▶ [Brief]: Somewhere below, one line contains "filename src/database/models/profile.rs" and a later line contains "pub fn as_str(&self)". Output those two lines and everything between them exactly, and nothing else.

▶ [Data records]:
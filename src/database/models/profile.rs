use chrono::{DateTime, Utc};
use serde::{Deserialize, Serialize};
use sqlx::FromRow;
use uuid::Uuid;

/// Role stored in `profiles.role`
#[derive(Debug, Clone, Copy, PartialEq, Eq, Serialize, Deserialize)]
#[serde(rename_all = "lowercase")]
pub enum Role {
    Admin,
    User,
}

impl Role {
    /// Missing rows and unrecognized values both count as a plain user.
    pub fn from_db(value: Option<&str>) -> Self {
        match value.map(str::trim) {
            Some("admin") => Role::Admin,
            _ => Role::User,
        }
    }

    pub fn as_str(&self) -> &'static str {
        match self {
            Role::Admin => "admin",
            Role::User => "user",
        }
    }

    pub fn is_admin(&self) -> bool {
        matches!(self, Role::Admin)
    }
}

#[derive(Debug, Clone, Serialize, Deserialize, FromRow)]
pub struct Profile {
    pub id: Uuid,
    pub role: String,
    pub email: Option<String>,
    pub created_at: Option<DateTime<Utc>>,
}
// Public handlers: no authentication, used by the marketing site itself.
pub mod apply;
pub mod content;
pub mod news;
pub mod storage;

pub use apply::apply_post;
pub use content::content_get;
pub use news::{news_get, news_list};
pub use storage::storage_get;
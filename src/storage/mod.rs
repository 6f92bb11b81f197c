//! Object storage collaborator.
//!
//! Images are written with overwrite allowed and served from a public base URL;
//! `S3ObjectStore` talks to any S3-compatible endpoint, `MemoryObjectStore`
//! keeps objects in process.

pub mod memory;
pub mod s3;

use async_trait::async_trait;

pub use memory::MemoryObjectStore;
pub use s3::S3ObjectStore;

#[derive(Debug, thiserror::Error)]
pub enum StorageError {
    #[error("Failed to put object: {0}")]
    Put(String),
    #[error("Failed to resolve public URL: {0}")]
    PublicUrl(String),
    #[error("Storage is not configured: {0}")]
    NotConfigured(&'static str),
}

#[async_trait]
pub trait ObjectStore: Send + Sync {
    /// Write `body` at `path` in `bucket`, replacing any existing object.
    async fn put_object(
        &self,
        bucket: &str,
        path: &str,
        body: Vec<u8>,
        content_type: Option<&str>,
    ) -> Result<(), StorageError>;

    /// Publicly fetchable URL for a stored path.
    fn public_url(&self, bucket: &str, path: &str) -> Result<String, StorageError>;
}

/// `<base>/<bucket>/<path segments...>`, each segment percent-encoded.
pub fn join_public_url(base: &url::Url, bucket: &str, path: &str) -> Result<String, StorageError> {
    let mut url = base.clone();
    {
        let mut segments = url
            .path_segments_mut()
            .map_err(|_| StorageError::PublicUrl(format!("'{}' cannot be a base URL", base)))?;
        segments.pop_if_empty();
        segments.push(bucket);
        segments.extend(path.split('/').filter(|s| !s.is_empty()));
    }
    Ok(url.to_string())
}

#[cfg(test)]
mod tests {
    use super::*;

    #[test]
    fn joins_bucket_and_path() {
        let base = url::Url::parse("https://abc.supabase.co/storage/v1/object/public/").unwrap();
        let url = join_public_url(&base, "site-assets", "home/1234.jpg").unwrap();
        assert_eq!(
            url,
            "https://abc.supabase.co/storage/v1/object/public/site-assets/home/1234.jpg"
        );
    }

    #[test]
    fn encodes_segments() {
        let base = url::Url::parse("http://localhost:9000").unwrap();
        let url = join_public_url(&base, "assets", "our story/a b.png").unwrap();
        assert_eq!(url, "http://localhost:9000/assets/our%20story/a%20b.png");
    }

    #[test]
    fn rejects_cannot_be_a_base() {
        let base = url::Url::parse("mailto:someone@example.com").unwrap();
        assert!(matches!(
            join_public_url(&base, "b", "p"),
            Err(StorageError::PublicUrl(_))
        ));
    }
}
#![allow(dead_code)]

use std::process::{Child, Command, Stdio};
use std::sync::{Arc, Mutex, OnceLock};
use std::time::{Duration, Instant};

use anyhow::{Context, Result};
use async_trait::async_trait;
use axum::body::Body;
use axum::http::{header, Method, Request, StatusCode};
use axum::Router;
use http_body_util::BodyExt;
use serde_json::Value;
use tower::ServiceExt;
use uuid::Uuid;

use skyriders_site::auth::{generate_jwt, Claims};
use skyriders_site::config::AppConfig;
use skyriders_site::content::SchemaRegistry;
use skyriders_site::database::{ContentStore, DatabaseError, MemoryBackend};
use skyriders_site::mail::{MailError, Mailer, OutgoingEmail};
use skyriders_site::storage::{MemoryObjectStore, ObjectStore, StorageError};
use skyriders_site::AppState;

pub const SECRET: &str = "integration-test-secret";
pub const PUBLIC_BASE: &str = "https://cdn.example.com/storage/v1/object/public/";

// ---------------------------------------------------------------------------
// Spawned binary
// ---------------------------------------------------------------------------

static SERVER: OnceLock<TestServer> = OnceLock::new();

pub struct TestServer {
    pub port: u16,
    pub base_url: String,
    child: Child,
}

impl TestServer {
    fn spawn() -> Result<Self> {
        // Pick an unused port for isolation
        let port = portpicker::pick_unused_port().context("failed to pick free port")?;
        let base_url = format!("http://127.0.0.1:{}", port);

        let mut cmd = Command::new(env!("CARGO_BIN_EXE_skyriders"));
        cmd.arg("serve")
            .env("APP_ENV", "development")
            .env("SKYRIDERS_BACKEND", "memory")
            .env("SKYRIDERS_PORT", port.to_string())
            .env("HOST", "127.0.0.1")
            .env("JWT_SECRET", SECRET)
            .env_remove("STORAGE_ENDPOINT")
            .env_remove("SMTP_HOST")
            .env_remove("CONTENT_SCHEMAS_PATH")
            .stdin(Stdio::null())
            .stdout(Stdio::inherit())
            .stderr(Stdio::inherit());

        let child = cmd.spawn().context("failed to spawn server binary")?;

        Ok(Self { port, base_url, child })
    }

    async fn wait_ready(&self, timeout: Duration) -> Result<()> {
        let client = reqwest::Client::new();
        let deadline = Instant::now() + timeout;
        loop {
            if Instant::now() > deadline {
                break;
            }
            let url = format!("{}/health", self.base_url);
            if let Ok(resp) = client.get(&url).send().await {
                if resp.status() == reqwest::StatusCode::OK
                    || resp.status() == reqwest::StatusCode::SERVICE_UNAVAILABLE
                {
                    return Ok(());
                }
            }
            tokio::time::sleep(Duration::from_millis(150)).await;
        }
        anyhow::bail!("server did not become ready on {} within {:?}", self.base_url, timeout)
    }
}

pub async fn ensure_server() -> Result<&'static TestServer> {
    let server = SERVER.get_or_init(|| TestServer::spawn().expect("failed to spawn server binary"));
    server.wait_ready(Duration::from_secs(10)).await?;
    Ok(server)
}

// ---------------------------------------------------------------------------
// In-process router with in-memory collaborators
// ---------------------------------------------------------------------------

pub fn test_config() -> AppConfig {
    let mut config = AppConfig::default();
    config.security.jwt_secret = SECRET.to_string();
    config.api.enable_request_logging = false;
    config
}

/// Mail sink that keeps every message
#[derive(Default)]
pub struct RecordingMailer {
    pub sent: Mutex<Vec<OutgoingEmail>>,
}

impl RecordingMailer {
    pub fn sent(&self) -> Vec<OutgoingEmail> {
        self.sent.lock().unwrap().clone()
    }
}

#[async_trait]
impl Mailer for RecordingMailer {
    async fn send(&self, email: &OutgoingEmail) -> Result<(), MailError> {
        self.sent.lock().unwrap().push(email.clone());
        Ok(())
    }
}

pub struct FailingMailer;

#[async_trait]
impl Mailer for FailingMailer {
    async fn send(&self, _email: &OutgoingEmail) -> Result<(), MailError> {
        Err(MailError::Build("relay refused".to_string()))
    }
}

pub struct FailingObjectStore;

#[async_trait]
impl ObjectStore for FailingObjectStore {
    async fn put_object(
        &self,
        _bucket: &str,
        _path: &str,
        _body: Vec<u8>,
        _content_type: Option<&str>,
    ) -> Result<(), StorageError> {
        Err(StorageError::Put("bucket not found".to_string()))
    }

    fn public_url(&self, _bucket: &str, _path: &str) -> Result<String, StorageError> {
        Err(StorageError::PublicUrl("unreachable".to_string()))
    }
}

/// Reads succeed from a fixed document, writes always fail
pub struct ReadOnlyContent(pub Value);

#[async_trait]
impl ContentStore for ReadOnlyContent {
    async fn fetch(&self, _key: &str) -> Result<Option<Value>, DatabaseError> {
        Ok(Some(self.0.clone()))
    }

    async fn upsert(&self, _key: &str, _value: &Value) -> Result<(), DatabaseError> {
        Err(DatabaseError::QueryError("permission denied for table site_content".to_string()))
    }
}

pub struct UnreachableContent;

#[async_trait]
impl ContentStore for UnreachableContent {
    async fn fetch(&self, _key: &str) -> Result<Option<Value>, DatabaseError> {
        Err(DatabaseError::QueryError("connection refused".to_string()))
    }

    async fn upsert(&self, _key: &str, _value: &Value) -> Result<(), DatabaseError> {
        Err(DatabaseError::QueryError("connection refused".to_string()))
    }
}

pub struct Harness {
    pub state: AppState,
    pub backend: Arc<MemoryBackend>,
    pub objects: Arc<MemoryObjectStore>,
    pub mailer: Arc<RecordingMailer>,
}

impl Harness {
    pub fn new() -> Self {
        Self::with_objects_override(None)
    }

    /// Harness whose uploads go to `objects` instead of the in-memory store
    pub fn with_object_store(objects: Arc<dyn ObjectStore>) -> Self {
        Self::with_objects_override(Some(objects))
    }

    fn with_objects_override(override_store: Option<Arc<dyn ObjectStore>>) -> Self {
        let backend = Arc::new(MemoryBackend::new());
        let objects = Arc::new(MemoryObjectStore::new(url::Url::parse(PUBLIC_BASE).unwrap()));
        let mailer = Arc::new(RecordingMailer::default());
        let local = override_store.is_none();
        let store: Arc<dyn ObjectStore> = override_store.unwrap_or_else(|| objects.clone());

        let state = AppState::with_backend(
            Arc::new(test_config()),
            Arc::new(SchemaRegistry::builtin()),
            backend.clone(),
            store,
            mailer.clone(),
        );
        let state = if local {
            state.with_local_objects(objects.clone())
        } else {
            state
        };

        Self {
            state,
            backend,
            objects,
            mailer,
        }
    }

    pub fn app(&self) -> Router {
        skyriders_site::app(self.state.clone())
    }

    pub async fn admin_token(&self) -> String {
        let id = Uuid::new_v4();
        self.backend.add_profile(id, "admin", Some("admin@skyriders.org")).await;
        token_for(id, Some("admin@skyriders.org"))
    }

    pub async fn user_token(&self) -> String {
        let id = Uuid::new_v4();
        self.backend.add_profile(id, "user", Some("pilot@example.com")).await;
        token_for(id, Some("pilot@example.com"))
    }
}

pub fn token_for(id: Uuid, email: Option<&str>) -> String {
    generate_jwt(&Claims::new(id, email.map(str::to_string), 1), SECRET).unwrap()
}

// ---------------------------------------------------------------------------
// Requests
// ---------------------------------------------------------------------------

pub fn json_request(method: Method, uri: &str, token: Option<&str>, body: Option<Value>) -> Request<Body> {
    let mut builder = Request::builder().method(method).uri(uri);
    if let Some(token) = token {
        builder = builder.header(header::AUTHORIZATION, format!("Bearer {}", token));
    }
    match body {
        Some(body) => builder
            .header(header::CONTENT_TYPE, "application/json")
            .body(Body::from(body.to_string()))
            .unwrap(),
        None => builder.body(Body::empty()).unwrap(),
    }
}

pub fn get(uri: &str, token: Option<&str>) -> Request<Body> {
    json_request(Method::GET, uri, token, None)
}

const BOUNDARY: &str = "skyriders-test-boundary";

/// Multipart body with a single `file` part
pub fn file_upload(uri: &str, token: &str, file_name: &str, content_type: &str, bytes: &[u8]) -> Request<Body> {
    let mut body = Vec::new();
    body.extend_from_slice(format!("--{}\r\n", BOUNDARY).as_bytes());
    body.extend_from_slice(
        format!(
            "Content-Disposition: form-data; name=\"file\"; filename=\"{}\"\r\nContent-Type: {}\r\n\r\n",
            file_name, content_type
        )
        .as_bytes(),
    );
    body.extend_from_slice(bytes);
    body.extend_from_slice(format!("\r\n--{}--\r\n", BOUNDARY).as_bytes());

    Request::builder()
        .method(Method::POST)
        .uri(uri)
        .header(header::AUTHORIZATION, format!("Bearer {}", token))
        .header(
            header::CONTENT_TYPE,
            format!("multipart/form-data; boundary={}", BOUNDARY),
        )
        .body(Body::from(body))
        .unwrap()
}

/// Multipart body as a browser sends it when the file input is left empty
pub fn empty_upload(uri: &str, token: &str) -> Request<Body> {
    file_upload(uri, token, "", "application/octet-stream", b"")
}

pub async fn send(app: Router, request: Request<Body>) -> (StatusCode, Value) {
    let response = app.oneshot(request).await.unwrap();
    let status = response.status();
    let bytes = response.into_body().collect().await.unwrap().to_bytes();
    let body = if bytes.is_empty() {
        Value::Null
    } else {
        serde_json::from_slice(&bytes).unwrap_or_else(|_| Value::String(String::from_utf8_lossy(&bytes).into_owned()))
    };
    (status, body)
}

...

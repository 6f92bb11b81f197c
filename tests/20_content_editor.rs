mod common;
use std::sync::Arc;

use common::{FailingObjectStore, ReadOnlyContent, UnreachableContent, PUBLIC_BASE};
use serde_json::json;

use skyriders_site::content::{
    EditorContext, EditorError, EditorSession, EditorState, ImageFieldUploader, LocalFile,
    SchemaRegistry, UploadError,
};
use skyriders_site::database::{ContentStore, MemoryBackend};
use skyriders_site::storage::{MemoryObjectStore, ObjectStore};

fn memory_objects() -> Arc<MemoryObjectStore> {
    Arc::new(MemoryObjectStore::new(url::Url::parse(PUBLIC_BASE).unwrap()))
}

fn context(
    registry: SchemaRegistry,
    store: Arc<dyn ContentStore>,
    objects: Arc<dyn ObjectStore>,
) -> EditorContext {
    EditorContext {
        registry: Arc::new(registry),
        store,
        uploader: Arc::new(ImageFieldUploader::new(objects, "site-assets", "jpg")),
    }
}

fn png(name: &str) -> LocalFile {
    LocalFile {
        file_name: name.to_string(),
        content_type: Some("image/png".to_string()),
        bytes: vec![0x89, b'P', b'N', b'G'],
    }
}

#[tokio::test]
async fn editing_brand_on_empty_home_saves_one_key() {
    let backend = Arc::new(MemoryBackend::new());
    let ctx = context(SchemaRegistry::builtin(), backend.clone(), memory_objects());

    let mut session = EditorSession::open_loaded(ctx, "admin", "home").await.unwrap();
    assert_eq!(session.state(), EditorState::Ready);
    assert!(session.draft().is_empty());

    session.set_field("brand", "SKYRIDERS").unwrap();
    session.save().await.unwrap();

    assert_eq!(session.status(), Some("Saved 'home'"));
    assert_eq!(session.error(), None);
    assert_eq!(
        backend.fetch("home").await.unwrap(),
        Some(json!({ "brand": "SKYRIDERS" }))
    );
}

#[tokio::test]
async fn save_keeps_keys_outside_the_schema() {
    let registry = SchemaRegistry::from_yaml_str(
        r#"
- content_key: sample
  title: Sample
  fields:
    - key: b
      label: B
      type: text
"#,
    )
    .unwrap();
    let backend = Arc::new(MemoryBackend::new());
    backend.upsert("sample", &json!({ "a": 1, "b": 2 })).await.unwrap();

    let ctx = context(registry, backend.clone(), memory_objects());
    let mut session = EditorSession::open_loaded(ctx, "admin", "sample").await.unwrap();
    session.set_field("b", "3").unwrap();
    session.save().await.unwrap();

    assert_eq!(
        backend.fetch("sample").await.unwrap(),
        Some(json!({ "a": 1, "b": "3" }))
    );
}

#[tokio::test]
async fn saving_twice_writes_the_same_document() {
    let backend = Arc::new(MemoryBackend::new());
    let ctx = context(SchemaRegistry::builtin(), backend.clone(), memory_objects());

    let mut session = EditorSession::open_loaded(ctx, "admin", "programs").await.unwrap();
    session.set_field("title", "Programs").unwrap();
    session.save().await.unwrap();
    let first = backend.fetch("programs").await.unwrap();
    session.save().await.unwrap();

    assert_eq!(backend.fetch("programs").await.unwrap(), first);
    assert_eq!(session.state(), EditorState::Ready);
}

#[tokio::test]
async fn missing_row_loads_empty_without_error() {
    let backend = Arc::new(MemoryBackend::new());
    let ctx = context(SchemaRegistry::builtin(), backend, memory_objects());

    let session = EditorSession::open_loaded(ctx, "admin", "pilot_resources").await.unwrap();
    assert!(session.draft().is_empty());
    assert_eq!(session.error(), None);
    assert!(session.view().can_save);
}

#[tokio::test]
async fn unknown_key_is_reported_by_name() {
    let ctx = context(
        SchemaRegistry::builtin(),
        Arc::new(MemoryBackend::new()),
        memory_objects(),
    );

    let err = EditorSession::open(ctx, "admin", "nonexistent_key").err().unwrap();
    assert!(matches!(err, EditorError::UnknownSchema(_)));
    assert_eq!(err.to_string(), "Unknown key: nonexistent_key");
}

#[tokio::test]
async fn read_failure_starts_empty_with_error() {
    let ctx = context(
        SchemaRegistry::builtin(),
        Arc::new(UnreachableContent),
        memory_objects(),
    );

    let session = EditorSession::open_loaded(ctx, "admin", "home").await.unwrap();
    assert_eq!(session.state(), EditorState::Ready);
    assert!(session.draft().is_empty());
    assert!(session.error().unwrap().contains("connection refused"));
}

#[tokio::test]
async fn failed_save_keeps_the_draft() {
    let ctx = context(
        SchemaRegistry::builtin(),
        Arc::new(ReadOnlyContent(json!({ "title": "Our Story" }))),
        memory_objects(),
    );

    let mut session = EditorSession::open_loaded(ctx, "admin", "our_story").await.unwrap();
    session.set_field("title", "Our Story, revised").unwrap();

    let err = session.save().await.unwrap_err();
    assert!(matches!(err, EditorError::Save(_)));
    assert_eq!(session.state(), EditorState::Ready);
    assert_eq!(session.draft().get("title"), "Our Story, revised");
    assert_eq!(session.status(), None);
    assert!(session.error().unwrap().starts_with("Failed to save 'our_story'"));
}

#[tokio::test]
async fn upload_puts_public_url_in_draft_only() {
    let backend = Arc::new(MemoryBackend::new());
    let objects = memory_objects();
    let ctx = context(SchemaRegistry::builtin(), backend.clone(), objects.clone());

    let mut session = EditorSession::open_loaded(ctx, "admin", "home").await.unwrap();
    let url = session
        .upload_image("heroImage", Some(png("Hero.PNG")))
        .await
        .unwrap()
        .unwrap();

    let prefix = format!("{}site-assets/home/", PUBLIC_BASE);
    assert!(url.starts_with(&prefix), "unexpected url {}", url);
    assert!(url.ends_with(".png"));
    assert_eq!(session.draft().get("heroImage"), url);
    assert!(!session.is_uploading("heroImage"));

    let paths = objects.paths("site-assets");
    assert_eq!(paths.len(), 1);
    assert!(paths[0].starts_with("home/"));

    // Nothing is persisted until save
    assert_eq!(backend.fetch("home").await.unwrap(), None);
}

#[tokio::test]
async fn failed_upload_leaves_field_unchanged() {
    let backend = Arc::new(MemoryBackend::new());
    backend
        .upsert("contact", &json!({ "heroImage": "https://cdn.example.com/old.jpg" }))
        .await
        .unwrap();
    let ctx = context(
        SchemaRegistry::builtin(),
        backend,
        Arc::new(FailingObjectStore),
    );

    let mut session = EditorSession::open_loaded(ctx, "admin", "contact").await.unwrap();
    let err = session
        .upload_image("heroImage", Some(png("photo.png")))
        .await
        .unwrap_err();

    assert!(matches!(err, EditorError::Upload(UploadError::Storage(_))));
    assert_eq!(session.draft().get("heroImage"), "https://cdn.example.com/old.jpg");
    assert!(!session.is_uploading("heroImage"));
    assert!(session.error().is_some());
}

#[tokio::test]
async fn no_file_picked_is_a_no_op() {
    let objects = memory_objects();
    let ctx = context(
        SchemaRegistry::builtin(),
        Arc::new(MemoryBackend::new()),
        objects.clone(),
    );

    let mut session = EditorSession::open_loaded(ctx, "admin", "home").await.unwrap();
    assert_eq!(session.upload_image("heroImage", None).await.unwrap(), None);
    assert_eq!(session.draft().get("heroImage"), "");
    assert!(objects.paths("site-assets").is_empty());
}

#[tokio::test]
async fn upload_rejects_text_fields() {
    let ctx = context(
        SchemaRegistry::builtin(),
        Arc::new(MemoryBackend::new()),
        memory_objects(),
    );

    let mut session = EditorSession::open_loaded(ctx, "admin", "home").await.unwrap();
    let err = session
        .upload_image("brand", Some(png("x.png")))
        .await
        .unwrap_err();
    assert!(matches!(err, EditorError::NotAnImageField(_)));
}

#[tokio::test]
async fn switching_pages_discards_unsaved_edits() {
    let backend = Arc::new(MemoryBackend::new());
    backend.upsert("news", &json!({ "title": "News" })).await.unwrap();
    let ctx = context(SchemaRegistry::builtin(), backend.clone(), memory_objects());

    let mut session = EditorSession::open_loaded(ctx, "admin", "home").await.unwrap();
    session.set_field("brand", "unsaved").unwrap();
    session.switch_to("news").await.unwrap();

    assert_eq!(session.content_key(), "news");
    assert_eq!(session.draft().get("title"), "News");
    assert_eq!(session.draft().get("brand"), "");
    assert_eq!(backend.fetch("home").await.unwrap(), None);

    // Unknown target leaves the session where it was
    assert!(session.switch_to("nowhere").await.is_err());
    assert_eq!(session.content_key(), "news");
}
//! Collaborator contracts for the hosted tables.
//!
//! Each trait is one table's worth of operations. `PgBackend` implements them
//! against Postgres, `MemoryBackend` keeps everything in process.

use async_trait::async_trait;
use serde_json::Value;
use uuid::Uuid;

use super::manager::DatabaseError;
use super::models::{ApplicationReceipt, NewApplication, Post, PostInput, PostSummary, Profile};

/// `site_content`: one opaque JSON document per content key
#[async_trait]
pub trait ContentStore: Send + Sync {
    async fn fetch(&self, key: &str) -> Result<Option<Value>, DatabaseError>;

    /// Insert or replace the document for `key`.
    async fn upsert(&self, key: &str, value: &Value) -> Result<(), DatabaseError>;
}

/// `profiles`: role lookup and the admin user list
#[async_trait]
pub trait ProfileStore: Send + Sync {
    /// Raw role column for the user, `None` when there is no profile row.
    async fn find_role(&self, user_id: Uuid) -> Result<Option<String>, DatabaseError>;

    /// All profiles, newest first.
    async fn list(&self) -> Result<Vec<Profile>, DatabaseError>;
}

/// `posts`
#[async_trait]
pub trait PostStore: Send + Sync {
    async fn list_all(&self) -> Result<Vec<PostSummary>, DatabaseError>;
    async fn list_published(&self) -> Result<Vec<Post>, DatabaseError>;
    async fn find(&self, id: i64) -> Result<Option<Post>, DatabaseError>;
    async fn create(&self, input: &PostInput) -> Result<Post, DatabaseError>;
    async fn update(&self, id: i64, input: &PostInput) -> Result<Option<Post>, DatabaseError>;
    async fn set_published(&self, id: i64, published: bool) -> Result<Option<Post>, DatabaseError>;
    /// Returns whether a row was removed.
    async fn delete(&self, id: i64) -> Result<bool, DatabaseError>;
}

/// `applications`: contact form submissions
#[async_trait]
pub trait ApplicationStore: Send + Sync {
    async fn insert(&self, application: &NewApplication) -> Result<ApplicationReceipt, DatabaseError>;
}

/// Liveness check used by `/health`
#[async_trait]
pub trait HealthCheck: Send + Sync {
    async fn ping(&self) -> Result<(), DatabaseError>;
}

▶ [Reply]:
filename src/database/models/profile.rs
use chrono::{DateTime, Utc};
use serde::{Deserialize, Serialize};
use sqlx::FromRow;
use uuid::Uuid;

/// Role stored in `profiles.role`
#[derive(Debug, Clone, Copy, PartialEq, Eq, Serialize, Deserialize)]
#[serde(rename_all = "lowercase")]
pub enum Role {
    Admin,
    User,
}

impl Role {
    /// Missing rows and unrecognized values both count as a plain user.
    pub fn from_db(value: Option<&str>) -> Self {
        match value.map(str::trim) {
            Some("admin") => Role::Admin,
            _ => Role::User,
        }
    }

    pub fn as_str(&self) -> &'static str {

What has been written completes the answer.